August 2011

New Drug Targets May Offer Hope to Victims of Depression, Schizophrenia

Dr. Kathryn Partin

Dr. Kathryn Partin

For the millions of people who suffer from them, the mental illnesses of depression and schizophrenia are destructive and disabling diseases with limited treatment options that frustrate patients and doctors alike. But in the laboratory of Dr. Kathryn Partin, testing is underway on a family of compounds that may one day provide another option for treatment of these debilitating conditions.

“Cognition-enhancing drugs, like those used to treat dementia and cognitive declines due to aging or diseases such as Alzheimer’s, seem to have therapeutic application in the treatment of mental illnesses including depression and schizophrenia,” said Dr. Partin, who is a Professor in the Department of Biomedical Sciences and Director of Colorado State University’s Molecular, Cellular, and Integrative Neurosciences Program. “This is an enormous population of people with stubbornly hard-to-treat mental illnesses so it’s very exciting to be part of a research program that could provide them with new hope for the future.”

Dr. Partin and her team are investigating compounds that enhance communication between nerve cells by forcing the channels of communication to stay open a little bit longer. In particular, they are looking at compounds that impact the function of glutamate receptors, a primary mediator at neuronal synapses that plays a critical role in cognition. Their most recent paper was published in May in Molecular Pharmacology on two new compounds that regulate a specific type of glutamate receptor.

Glutamate is one of the 20 amino acids used to assemble proteins in the human body and is particularly abundant in the nervous system where it functions as a neurotransmitter. Glutamate receptors are located primarily on the membranes of neuronal cells where they serve an important role in neural communication, memory formation, learning, and regulation.

“When we have an experience, the presynaptic and postsynaptic cells in our brain communicate,” said Dr. Partin. “The first cell will release glutamate and the second cell will have a glutamate receptor to receive the glutamate. What happens with some of the mental health diseases is that this communication is cut off. There may not be enough receptors, or they aren’t healthy, or the responders may be broken. What we want to do is force the glutamate faucet to open a little wider and stay open a little longer to help bond the presynaptic and postsynaptic cells together to encode a memory.

“For reasons we don’t yet understand, this improvement in cognition potential seems to help improve the symptoms of chronic mental illnesses such as depression and schizophrenia. It might be because these compounds help improve memory tone, a similar idea to muscle tone, and give the brain a bigger tool kit from which to function in a healthier way.”

Dr. Partin’s work focuses on the AMPA glutamate receptor family, named after the agonist that binds to it with a high degree of specificity. An agonist is a compound, in this case AMPA, that binds to a receptor of a cell and triggers a response. Glutamate receptors, and in particular the AMPA receptor family, are unique among ligand-gated ion channels in that they desensitize very rapidly, allowing the channel to close despite the fact that glutamate is still bound to its receptor.

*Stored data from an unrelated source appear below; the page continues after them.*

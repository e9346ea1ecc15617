// src/grabber.rs

use std::path::{Path, PathBuf};
use std::sync::Arc;

use anyhow::{Context, Result};
use futures::{StreamExt, stream};
use indicatif::{MultiProgress, ProgressBar};
use tracing::{info, warn};

use crate::bait::BaitFilter;
use crate::downloader::{DownloadPlan, Downloader, DownloaderConfig, HttpSource};
use crate::extractor::{PageFetcher, Pipeline, Resolved, Resolver, SourceKind};
use crate::fallback::{StreamFetcher, YtDlpFetcher};
use crate::http::{Session, header_pairs};
use crate::progress::{Progress, ProgressCallback};
use crate::settings::Settings;
use crate::ui;
use crate::utils::ensure_directory;

/// Resultado de uma URL: sucesso e, quando não, o motivo legível.
#[derive(Debug, Clone, PartialEq, Eq)]
pub struct DownloadOutcome {
    pub target: String,
    pub success: bool,
    pub path: Option<PathBuf>,
    pub reason: Option<String>,
}

impl DownloadOutcome {
    fn done(target: &str, path: &Path) -> Self {
        Self {
            target: target.to_string(),
            success: true,
            path: Some(path.to_path_buf()),
            reason: None,
        }
    }

    fn skipped(target: &str, path: &Path) -> Self {
        Self {
            reason: Some("already exists, skipped".to_string()),
            ..Self::done(target, path)
        }
    }

    fn failed(target: &str, reason: impl ToString) -> Self {
        Self {
            target: target.to_string(),
            success: false,
            path: None,
            reason: Some(reason.to_string()),
        }
    }
}

// HLS só vai direto ao fetcher externo quando o link é mesmo uma playlist
fn looks_direct(url: &str) -> bool {
    let path = url::Url::parse(url)
        .map(|u| u.path().to_lowercase())
        .unwrap_or_else(|_| url.to_lowercase());
    path.ends_with(".mp4") || !path.ends_with(".m3u8")
}

/// Orquestra resolução, download direto e fallback para uma ou várias URLs.
pub struct Grabber {
    settings: Settings,
    session: Arc<Session>,
    pages: Arc<dyn PageFetcher>,
    resolver: Resolver,
    downloader: Downloader,
    fallback: Box<dyn StreamFetcher>,
    multi: MultiProgress,
    events: Option<ProgressCallback>,
    interactive: bool,
}

impl Grabber {
    pub fn new(settings: Settings, interactive: bool) -> Result<Self> {
        let session = Arc::new(Session::new(&settings).context("Falha ao criar cliente HTTP")?);
        let bait: BaitFilter = settings.bait_filter();
        let resolver = Resolver::new(
            Pipeline::new(bait),
            settings.max_hops,
            settings.debug_dir.clone(),
        );
        let downloader = Downloader::new(DownloaderConfig::from_settings(&settings));

        Ok(Self {
            pages: session.clone(),
            session,
            resolver,
            downloader,
            fallback: Box::new(YtDlpFetcher::default()),
            multi: MultiProgress::new(),
            events: None,
            interactive,
            settings,
        })
    }

    /// Repassa fases e contagem de bytes de cada download para `callback`.
    pub fn with_progress_callback(mut self, callback: ProgressCallback) -> Self {
        self.events = Some(callback);
        self
    }

    #[cfg(test)]
    fn with_fakes(mut self, pages: Arc<dyn PageFetcher>, fallback: Box<dyn StreamFetcher>) -> Self {
        self.multi.set_draw_target(indicatif::ProgressDrawTarget::hidden());
        self.pages = pages;
        self.fallback = fallback;
        self
    }

    pub async fn grab_all(&self, urls: &[String]) -> Vec<DownloadOutcome> {
        let limit = self.settings.max_concurrent_downloads.max(1);
        stream::iter(urls)
            .map(|url| self.grab(url))
            .buffer_unordered(limit)
            .collect()
            .await
    }

    pub async fn grab(&self, url: &str) -> DownloadOutcome {
        let bar = self.multi.add(ProgressBar::new_spinner());
        let progress = Arc::new(Progress::new(bar, self.events.clone()));

        let resolved = match self.resolver.resolve(self.pages.as_ref(), url, &progress).await {
            Ok(resolved) => resolved,
            Err(e) => {
                warn!(url, error = %e, "extraction failed");
                progress.abandon("No source found");
                return DownloadOutcome::failed(url, e);
            }
        };

        let outcome = match self.download(url, &resolved, &progress).await {
            Ok(outcome) => outcome,
            Err(e) => DownloadOutcome::failed(url, e),
        };
        match &outcome.reason {
            None => progress.finish("Done"),
            Some(reason) => progress.abandon(reason.clone()),
        }
        outcome
    }

    async fn download(
        &self,
        url: &str,
        resolved: &Resolved,
        progress: &Arc<Progress>,
    ) -> Result<DownloadOutcome> {
        ensure_directory(&self.settings.download_folder)?;
        let plan = DownloadPlan::new(
            &resolved.location,
            resolved.title.as_deref(),
            &resolved.page_url,
            &self.settings.download_folder,
        );

        if plan.output.exists() && !self.may_overwrite(&plan.output) {
            info!(path = %plan.output.display(), "output exists, skipping");
            return Ok(DownloadOutcome::skipped(url, &plan.output));
        }

        let headers = self.session.browser_headers(Some(&plan.referer));

        if resolved.kind == SourceKind::Hls && !looks_direct(&plan.url) {
            progress.phase("Fetching stream");
            return Ok(self.run_fallback(url, &plan, &header_pairs(&headers)).await);
        }

        let source = Arc::new(HttpSource::new(
            self.session.client().clone(),
            &plan.url,
            headers.clone(),
            self.settings.probe_timeout(),
            self.downloader.read_timeout(),
        ));
        match self
            .downloader
            .download(source, &plan.output, Arc::clone(progress))
            .await
        {
            Ok(size) => {
                info!(path = %plan.output.display(), size, "download complete");
                Ok(DownloadOutcome::done(url, &plan.output))
            }
            Err(e) if e.is_fatal() => Ok(DownloadOutcome::failed(url, e)),
            Err(e) => {
                warn!(error = %e, "direct download failed, trying stream fetcher");
                progress.phase("Fetching stream");
                Ok(self.run_fallback(url, &plan, &header_pairs(&headers)).await)
            }
        }
    }

    async fn run_fallback(
        &self,
        url: &str,
        plan: &DownloadPlan,
        headers: &[(String, String)],
    ) -> DownloadOutcome {
        match self.fallback.fetch(&plan.url, &plan.output, headers).await {
            Ok(()) => DownloadOutcome::done(url, &plan.output),
            Err(e) => {
                warn!(url = %plan.url, error = %e, "stream fetcher failed");
                DownloadOutcome::failed(url, e)
            }
        }
    }

    fn may_overwrite(&self, path: &Path) -> bool {
        if self.settings.overwrite {
            return true;
        }
        if !self.interactive {
            return false;
        }
        let prompt = format!("{} already exists. Overwrite?", path.display());
        ui::confirm(&prompt, false).unwrap_or(false)
    }
}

“Part of what we are looking at is how effective specific compounds are at blocking or slowing down desensitization,” said Dr. Partin, whose research is funded by the National Institutes of Health. “We partner with drug companies to match compounds to specific receptor types, and then drug companies can take that information and further investigate the best drug candidates -- compounds that achieve the desired therapeutic effects and can be made ‘druggable’ – and eventually bring new therapeutics to the market.”

Dr. Partin receives select compounds from the libraries of several different pharmaceutical companies to look specifically at activity of those compounds, called ampakines, on AMPA receptors. Ampakines have a high degree of specificity to glutamate AMPA receptors with which they strongly interact. They are known to enhance attention span and aid in learning and memory. There currently are ampakines in clinical trials, particularly being developed as anti-drowsiness medications (for use, for example, by airline pilots on long flights), as well as for treatment of narcolepsy and regulation of sleep. In Dr. Partin’s laboratory, her team conducts a number of assays from molecular activity to physiological activity to assess basic mechanisms and uncover compounds with therapeutic potential.

“When we find a molecule that does something fun, I’m dancing around the laboratory because I know each time we make a discovery it has the potential to change lives,” said Dr. Partin. “I do pre-clinical work, and then you have Phase 1, 2, and 3 clinical trials. It takes 10 years to get a new drug to market, but if we don’t start here those new drugs may not be available when I need them, or someone else needs them. We can’t let those people down, so we have to keep trying. You never know when the next life-changing drug will happen.”